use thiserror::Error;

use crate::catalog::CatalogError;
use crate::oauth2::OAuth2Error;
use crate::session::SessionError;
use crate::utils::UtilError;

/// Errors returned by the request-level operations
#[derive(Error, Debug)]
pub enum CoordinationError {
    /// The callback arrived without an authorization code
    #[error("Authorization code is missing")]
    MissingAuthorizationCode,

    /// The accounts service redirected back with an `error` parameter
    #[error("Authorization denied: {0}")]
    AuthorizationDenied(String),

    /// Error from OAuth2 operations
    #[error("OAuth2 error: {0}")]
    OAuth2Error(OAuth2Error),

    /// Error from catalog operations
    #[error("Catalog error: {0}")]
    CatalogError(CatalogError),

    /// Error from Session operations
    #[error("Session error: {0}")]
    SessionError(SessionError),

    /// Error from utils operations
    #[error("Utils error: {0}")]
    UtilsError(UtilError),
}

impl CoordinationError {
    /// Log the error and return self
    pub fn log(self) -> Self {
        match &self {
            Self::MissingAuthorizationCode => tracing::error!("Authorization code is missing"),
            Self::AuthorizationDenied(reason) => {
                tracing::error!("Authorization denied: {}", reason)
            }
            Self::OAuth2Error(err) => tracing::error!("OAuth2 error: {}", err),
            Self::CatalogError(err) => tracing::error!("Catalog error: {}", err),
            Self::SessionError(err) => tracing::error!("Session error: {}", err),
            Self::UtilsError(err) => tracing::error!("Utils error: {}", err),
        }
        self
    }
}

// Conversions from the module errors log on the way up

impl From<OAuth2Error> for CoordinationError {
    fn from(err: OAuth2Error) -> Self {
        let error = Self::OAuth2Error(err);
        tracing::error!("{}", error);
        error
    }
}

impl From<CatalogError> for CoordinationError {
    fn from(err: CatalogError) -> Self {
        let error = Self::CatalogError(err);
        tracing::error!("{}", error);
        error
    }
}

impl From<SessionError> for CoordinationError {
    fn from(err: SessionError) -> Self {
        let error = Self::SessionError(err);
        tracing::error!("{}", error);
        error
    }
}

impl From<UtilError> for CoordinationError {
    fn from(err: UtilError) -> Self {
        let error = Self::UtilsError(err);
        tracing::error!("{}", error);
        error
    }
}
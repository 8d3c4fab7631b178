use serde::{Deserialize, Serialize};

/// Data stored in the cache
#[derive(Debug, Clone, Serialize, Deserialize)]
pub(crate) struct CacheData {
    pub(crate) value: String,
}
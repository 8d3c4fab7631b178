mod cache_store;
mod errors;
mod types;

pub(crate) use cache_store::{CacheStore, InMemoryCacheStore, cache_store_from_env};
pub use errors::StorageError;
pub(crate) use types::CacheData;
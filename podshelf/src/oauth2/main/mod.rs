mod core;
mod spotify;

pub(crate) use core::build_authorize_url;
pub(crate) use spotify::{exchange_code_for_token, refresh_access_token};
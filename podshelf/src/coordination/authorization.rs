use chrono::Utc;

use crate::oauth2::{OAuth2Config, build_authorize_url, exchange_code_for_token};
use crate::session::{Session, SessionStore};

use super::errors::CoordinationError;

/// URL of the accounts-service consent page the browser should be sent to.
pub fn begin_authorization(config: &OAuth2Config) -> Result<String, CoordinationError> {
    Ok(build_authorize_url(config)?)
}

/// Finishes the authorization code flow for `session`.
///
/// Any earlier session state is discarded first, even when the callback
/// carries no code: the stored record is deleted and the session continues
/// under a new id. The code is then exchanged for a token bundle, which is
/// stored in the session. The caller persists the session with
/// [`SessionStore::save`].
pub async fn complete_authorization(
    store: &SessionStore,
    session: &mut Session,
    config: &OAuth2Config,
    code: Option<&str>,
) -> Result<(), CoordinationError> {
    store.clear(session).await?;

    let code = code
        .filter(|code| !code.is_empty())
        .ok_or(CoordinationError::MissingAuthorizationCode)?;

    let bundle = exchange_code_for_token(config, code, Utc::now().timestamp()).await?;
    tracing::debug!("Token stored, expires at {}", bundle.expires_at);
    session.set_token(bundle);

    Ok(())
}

*Problem to solve*:
The word "reason" appears in some lines of the records. Please work out how many and reply with that number only.

*Your solution*:
2